| FYI we got to the bottom of why our Windows slaves were disconnecting - it would appear that the Windows DHCP Client is incompatible with the Windows Time Service. Our slaves were VMs created within OpenStack, and what we were seeing was a failure to renew the DHCP lease correctly. When OpenStack detects that the guest OS has failed to renew the DHCP lease on time, it (briefly) drops the network link in order to prompt a lease renewal. However this causes Windows to panic and kill all TCP connections (due to the way Windows mishandles network layers). It seems that the DHCP client is not calculating the renewal time in a manner that's independent of the system's idea of "real time", and so it all goes wrong when the date/time gets changed (by the Windows Time Service), triggering OpenStack to bounce the physical layer, which Windows cascades in to an application-layer network outage killing the TCP connection that the slave relies on.

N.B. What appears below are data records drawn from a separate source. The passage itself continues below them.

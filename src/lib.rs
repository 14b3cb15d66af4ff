//! Batch certificate generation.
//!
//! Fills a slide-deck template once per participant record and writes the
//! result to an output folder, either as the deck itself or converted to
//! PDF by an external renderer. The heavy lifting lives in three
//! collaborator crates:
//!
//! - `certmill-source`: participant records (CSV today)
//! - `certmill-deck`: the presentation package and its text runs
//! - `certmill-convert`: external PDF conversion
//!
//! This crate ties them together: sanitized deterministic file names,
//! per-record placeholder maps, failure containment and the final report.

pub mod config;
pub mod error;
pub mod pipeline;
pub mod render;
pub mod report;
pub mod sanitize;

pub use config::{GeneratorConfig, OutputFormat};
pub use error::{BatchError, RecordError};
pub use pipeline::{run_batch, run_batch_with};
pub use render::{fill_placeholders, render_template, PlaceholderMap, ID_TOKEN, NAME_TOKEN};
pub use report::{BatchResult, RecordFailure};
pub use sanitize::{certificate_file_name, sanitize_component};

// Collaborator crates, re-exported for callers and tests.
pub use certmill_convert as convert;
pub use certmill_deck as deck;
pub use certmill_source as source;
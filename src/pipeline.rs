//! Sequential batch orchestration.
//!
//! One record at a time: extract fields, reload the template, substitute,
//! save, optionally convert. The template is reloaded from disk for every
//! record so no substituted value can leak into the next certificate.
//!
//! A failing record is logged, counted and skipped; only an unreadable
//! participant list (or an output folder that cannot be created) stops the
//! run.

use std::fs;
use std::path::PathBuf;
use std::time::Instant;

use log::{info, warn};

use certmill_convert::{ConvertError, Converter, LibreOfficeConverter};
use certmill_source::{CsvRecordSource, Record, RecordSource};

use crate::config::{GeneratorConfig, OutputFormat};
use crate::error::{BatchError, RecordError};
use crate::render::{render_template, PlaceholderMap, ID_TOKEN, NAME_TOKEN};
use crate::report::{BatchResult, RecordFailure};
use crate::sanitize::certificate_file_name;

/// Runs a whole batch with the default converter.
pub fn run_batch(config: &GeneratorConfig) -> Result<BatchResult, BatchError> {
    let converter = LibreOfficeConverter::with_timeout(config.conversion_timeout);
    run_batch_with(config, &converter)
}

/// Runs a whole batch, delegating the conversion path to `converter`.
pub fn run_batch_with(
    config: &GeneratorConfig,
    converter: &dyn Converter,
) -> Result<BatchResult, BatchError> {
    let started = Instant::now();

    fs::create_dir_all(&config.output_dir).map_err(|source| BatchError::OutputDir {
        path: config.output_dir.clone(),
        source,
    })?;

    info!(
        "[SOURCE] loading participant list from {}",
        config.source.display()
    );
    let mut source = CsvRecordSource::from_path(&config.source)?;
    println!("\nTotal de registros encontrados: {}", source.len());

    let mut result = process_records(&mut source, config, converter);
    result.elapsed = started.elapsed();
    info!(
        "[BATCH] finished in {:.2?}: {} ok, {} failed",
        result.elapsed,
        result.succeeded,
        result.failed()
    );
    Ok(result)
}

/// Drives generation for every record. Per-record errors are converted into
/// failure entries; this function itself never fails.
pub(crate) fn process_records(
    source: &mut dyn RecordSource,
    config: &GeneratorConfig,
    converter: &dyn Converter,
) -> BatchResult {
    let mut result = BatchResult::default();
    let total = match source.size_hint() {
        Some(n) => n.to_string(),
        None => "?".to_string(),
    };

    let mut position = 0usize;
    while let Some(record) = source.next() {
        position += 1;
        match process_record(&record, config, converter) {
            Ok(path) => {
                println!("→ Certificado gerado com sucesso!");
                info!("[BATCH] record {position}/{total} ok: {}", path.display());
                result.record_success();
            }
            Err(error) => {
                println!("ERRO ao processar linha {position}: {error}");
                warn!("[BATCH] record {position}/{total} failed: {error}");
                result.record_failure(RecordFailure {
                    row: position,
                    participant: participant_label(&record),
                    reason: error.to_string(),
                });
            }
        }
    }
    result
}

fn process_record(
    record: &Record,
    config: &GeneratorConfig,
    converter: &dyn Converter,
) -> Result<PathBuf, RecordError> {
    let name = required_field(record, "nome")?;
    let id = required_field(record, "numero")?;

    println!("\nProcessando: {name} (Certificado {id})");

    let map = PlaceholderMap::new()
        .with(NAME_TOKEN, name)
        .with(ID_TOKEN, id);
    let deck = render_template(&config.template, &map)?;

    match config.format {
        OutputFormat::Pptx => {
            let path = config
                .output_dir
                .join(certificate_file_name(id, name, OutputFormat::Pptx.extension()));
            println!("Tentando salvar em: {}", path.display());
            deck.save(&path).map_err(|source| RecordError::Save {
                path: path.clone(),
                source,
            })?;
            Ok(path)
        }
        OutputFormat::Pdf => {
            // The intermediate deck lives in its own staging directory; the
            // output folder only ever sees finished PDFs.
            let staging = tempfile::tempdir().map_err(ConvertError::Io)?;
            let staged = staging
                .path()
                .join(certificate_file_name(id, name, OutputFormat::Pptx.extension()));
            deck.save(&staged).map_err(|source| RecordError::Save {
                path: staged.clone(),
                source,
            })?;

            let path = config
                .output_dir
                .join(certificate_file_name(id, name, converter.extension()));
            println!("Tentando salvar em: {}", path.display());
            converter.convert(&staged, &path)?;
            Ok(path)
        }
    }
}

/// Extracts a mandatory field, trimmed. Whitespace-only counts as missing.
fn required_field<'r>(record: &'r Record, name: &'static str) -> Result<&'r str, RecordError> {
    let trimmed = record.field(name).map(str::trim).unwrap_or_default();
    if trimmed.is_empty() {
        return Err(RecordError::MissingField(name));
    }
    Ok(trimmed)
}

/// Best identifier available for the failure report.
fn participant_label(record: &Record) -> String {
    for field in ["nome", "numero"] {
        if let Some(value) = record.field(field) {
            let trimmed = value.trim();
            if !trimmed.is_empty() {
                return trimmed.to_string();
            }
        }
    }
    "(sem identificação)".to_string()
}

#[cfg(test)]
mod tests {
    use super::*;
    use certmill_source::VecRecordSource;
    use std::time::Duration;

    fn record(row: usize, nome: &str, numero: &str) -> Record {
        Record::new(
            row,
            vec![
                ("nome".to_string(), nome.to_string()),
                ("numero".to_string(), numero.to_string()),
            ],
        )
    }

    #[test]
    fn test_required_field_trims_and_rejects_blank() {
        let r = record(1, "  Ana  ", "   ");
        assert_eq!(required_field(&r, "nome").unwrap(), "Ana");
        assert!(matches!(
            required_field(&r, "numero"),
            Err(RecordError::MissingField("numero"))
        ));
        assert!(matches!(
            required_field(&r, "turma"),
            Err(RecordError::MissingField("turma"))
        ));
    }

    #[test]
    fn test_participant_label_prefers_name_then_number() {
        assert_eq!(participant_label(&record(1, "Ana", "7")), "Ana");
        assert_eq!(participant_label(&record(1, "  ", "7")), "7");
        assert_eq!(participant_label(&record(1, " ", " ")), "(sem identificação)");
    }

    #[test]
    fn test_missing_template_fails_records_without_aborting() {
        let dir = tempfile::tempdir().unwrap();
        let config = GeneratorConfig {
            template: dir.path().join("absent.pptx"),
            source: dir.path().join("unused.csv"),
            output_dir: dir.path().join("out"),
            format: OutputFormat::Pptx,
            conversion_timeout: Duration::from_secs(1),
        };
        fs::create_dir_all(&config.output_dir).unwrap();
        let converter =
            LibreOfficeConverter::with_binary("/nonexistent/soffice", Duration::from_secs(1));

        let mut source = VecRecordSource::new(vec![record(1, "Ana", "1"), record(2, "Bia", "2")]);
        let result = process_records(&mut source, &config, &converter);

        assert_eq!(result.processed, 2);
        assert_eq!(result.succeeded, 0);
        assert_eq!(result.failed(), 2);
        assert_eq!(result.failures[0].row, 1);
        assert_eq!(result.failures[0].participant, "Ana");
        assert_eq!(result.failures[1].row, 2);
    }

    #[test]
    fn test_unreadable_source_aborts_run() {
        let dir = tempfile::tempdir().unwrap();
        let config = GeneratorConfig {
            template: dir.path().join("t.pptx"),
            source: dir.path().join("absent.csv"),
            output_dir: dir.path().join("out"),
            format: OutputFormat::Pptx,
            conversion_timeout: Duration::from_secs(1),
        };

        let result = run_batch(&config);
        assert!(matches!(result, Err(BatchError::Source(_))));
    }
}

We "fixed" this by forcing our slaves to:
- run "w32tm /resync" until they'd got the time synchronized,
- turn off the Windows Time Service entirely,
- ipconfig /release /renew to update the DHCP lease time
- start the Jenkins JNLP slave process
This ensured that Windows would not update its clock while the slave's TCP connection was live, meaning that we weren't affected by the DHCP client's inability to keep the network alive after clock changes. Since doing that we've not had any further problems of this nature (and we're quite pleased with that!) Note: I've also seen Windows 10 report unpredictable (and incorrect) DHCP lease renewal times on other (non-OpenStack) machines - it lies. |